Bioethicist Dr. Marion Danis of the Clinical Center echoed the need for those approaching death to communicate ahead of time their thoughts and wishes to those closest to them. The focus at the often hectic and tense last chapter of life should not be so much on decision-making as on overall strategy of care. She advised, "Don't leave decisions entirely in either the family or physician's hands."

Interestingly, the "most frequent cause of unresolvable conflict at the time of death in my hospital is spiritual beliefs," said Dr. Etienne Phipps, director of the ethics consultation service at Philadelphia's Albert Einstein Healthcare Network. An anthropologist and folklorist, she described differing cultural perspectives on the end-of-life experience.

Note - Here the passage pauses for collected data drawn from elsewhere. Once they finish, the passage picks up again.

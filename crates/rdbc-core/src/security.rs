//! Security utilities for rdbc-core.
//!
//! Provides:
//! - Permission checks gating privileged driver-manager operations
//! - String literal escaping for SQL string contexts

use std::collections::HashSet;

use crate::error::Error;

/// Privileged driver-manager operations
#[derive(Debug, Clone, Copy, PartialEq, Eq, Hash)]
pub enum SqlPermission {
    /// Remove a driver from the registry
    DeregisterDriver,
    /// Replace the driver-manager log sink
    SetLog,
}

impl SqlPermission {
    /// Permission name as used in policies and diagnostics
    pub fn name(&self) -> &'static str {
        match self {
            Self::DeregisterDriver => "deregisterDriver",
            Self::SetLog => "setLog",
        }
    }
}

impl std::fmt::Display for SqlPermission {
    fn fmt(&self, f: &mut std::fmt::Formatter<'_>) -> std::fmt::Result {
        f.write_str(self.name())
    }
}

/// Decides whether a caller holds a permission.
pub trait SecurityPolicy: Send + Sync {
    /// Return `Err(Error::AccessDenied)` if the permission is not granted
    fn check_permission(&self, permission: SqlPermission) -> crate::Result<()>;
}

/// Grants every permission
#[derive(Debug, Clone, Copy, Default)]
pub struct AllowAll;

impl SecurityPolicy for AllowAll {
    fn check_permission(&self, _permission: SqlPermission) -> crate::Result<()> {
        Ok(())
    }
}

/// Denies a fixed set of permissions and grants the rest
#[derive(Debug, Clone, Default)]
pub struct DenyPermissions {
    denied: HashSet<SqlPermission>,
}

impl DenyPermissions {
    /// Create a policy denying the given permissions
    pub fn new(denied: impl IntoIterator<Item = SqlPermission>) -> Self {
        Self {
            denied: denied.into_iter().collect(),
        }
    }
}

impl SecurityPolicy for DenyPermissions {
    fn check_permission(&self, permission: SqlPermission) -> crate::Result<()> {
        if self.denied.contains(&permission) {
            return Err(Error::access_denied(format!(
                "permission '{permission}' denied"
            )));
        }
        Ok(())
    }
}

/// Escape a string value for safe interpolation into a SQL string literal context.
///
/// Replaces `'` with `''` (standard SQL escaping for single-quoted string literals).
///
/// # Examples
///
/// ```
/// use rdbc_core::security::escape_string_literal;
///
/// assert_eq!(escape_string_literal("users"), "users");
/// assert_eq!(escape_string_literal("don't"), "don''t");
/// ```
pub fn escape_string_literal(value: &str) -> String {
    // Fast path: no escaping needed (common case)
    if !value.contains('\'') {
        return value.to_string();
    }
    value.replace('\'', "''")
}

#[cfg(test)]
mod tests {
    use super::*;

    #[test]
    fn test_allow_all() {
        assert!(AllowAll.check_permission(SqlPermission::DeregisterDriver).is_ok());
        assert!(AllowAll.check_permission(SqlPermission::SetLog).is_ok());
    }

    #[test]
    fn test_deny_permissions() {
        let policy = DenyPermissions::new([SqlPermission::DeregisterDriver]);

        let err = policy
            .check_permission(SqlPermission::DeregisterDriver)
            .unwrap_err();
        assert!(matches!(err, Error::AccessDenied { .. }));
        assert!(err.to_string().contains("deregisterDriver"));

        assert!(policy.check_permission(SqlPermission::SetLog).is_ok());
    }

    #[test]
    fn test_escape_single_quotes() {
        assert_eq!(escape_string_literal("don't"), "don''t");
        assert_eq!(escape_string_literal("'hello'"), "''hello''");
    }

    #[test]
    fn test_escape_injection_attempt() {
        assert_eq!(
            escape_string_literal("x'; DROP TABLE users--"),
            "x''; DROP TABLE users--"
        );
    }

    #[test]
    fn test_escape_empty_string() {
        assert_eq!(escape_string_literal(""), "");
    }
}
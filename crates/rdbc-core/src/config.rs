//! Driver manager configuration

use serde::{Deserialize, Serialize};

use crate::error::{Error, Result};

/// Environment variable holding the colon-separated list of driver class names
pub const DRIVERS_ENV: &str = "RDBC_DRIVERS";

/// Environment variable holding the default login timeout in seconds
pub const LOGIN_TIMEOUT_ENV: &str = "RDBC_LOGIN_TIMEOUT";

/// Configuration for a [`DriverManager`](crate::manager::DriverManager)
#[derive(Debug, Clone, PartialEq, Eq, Serialize, Deserialize)]
#[serde(default)]
pub struct DriverManagerConfig {
    /// Driver class names loaded through the system loader during discovery,
    /// in order
    pub drivers: Vec<String>,

    /// Login timeout in seconds handed to drivers (0 = driver default)
    pub login_timeout_secs: u32,

    /// Enumerate the system loader's providers during discovery
    pub discover_providers: bool,
}

impl Default for DriverManagerConfig {
    fn default() -> Self {
        Self {
            drivers: Vec::new(),
            login_timeout_secs: 0,
            discover_providers: true,
        }
    }
}

impl DriverManagerConfig {
    /// Create a new configuration
    pub fn new() -> Self {
        Self::default()
    }

    /// Read the configuration from `RDBC_DRIVERS` and `RDBC_LOGIN_TIMEOUT`.
    ///
    /// Unset variables keep their defaults. A login timeout that is not a
    /// non-negative integer is a configuration error.
    pub fn from_env() -> Result<Self> {
        let mut config = Self::default();

        if let Ok(list) = std::env::var(DRIVERS_ENV) {
            config.drivers = parse_driver_list(&list);
        }

        if let Ok(raw) = std::env::var(LOGIN_TIMEOUT_ENV) {
            config.login_timeout_secs = raw.trim().parse().map_err(|_| {
                Error::config(format!(
                    "{LOGIN_TIMEOUT_ENV} must be a number of seconds, got '{raw}'"
                ))
            })?;
        }

        Ok(config)
    }

    /// Set the configured driver list
    pub fn with_drivers(mut self, drivers: impl IntoIterator<Item = impl Into<String>>) -> Self {
        self.drivers = drivers.into_iter().map(Into::into).collect();
        self
    }

    /// Set the login timeout
    pub fn with_login_timeout(mut self, secs: u32) -> Self {
        self.login_timeout_secs = secs;
        self
    }

    /// Enable or disable provider enumeration
    pub fn with_provider_discovery(mut self, enabled: bool) -> Self {
        self.discover_providers = enabled;
        self
    }
}

/// Split a colon-separated driver list, skipping empty entries.
///
/// Only a lone `:` separates entries; `::` is a path separator inside a
/// type name such as `my_driver::PgDriver`.
pub fn parse_driver_list(list: &str) -> Vec<String> {
    let mut names = Vec::new();
    let mut current = String::new();
    let mut chars = list.chars().peekable();

    while let Some(c) = chars.next() {
        if c != ':' {
            current.push(c);
        } else if chars.peek() == Some(&':') {
            chars.next();
            current.push_str("::");
        } else {
            push_name(&mut names, &mut current);
        }
    }
    push_name(&mut names, &mut current);
    names
}

fn push_name(names: &mut Vec<String>, current: &mut String) {
    let name = current.trim();
    if !name.is_empty() {
        names.push(name.to_string());
    }
    current.clear();
}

Not everyone lives to a ripe old age before dying, however. Dr. Bruce Himelstein, a pediatrician at the Medical College of Wisconsin, described a series of gaps in care for the estimated half-million children living with life-threatening conditions in the U.S., and the more than 1 million children with special health care needs. For example, whereas 1 in 4 adults will access hospice care toward the end of life, only 1 in 10 children will. And although pediatricians can define a population of kids with so-called "complex chronic conditions" involving at least the possibility of death, there remain no published guidelines on prognosis for pediatric conditions. "We're very poor at prognosticating death [in this population]," Himelstein said, which makes it difficult to tailor effective end-of-life care.

Asked, during a brief question period at the forum's end, whether some kind of spiritual belief is helpful in the case of a child facing death, Himelstein was unequivocal: "It absolutely does help.The whole course of events, even before death, is generally smoother if the family has some sort of transcendent spiritual connection. It's very helpful to families and children."

West Virginia's Lunney noted that, although a lightning-quick exit is "everyone's dream," it will be reserved for only a small minority of us. Himelstein suggested that the least fortunate circumstance is to die young, in a territory — at least as far as palliative care is concerned — not nearly as well explored as adult death. But since scripture says death will come "like a thief in the night," perhaps it's best to be ready at all ages, cultures and climes.

The full forum is available for viewing at www.videocast.nih.gov.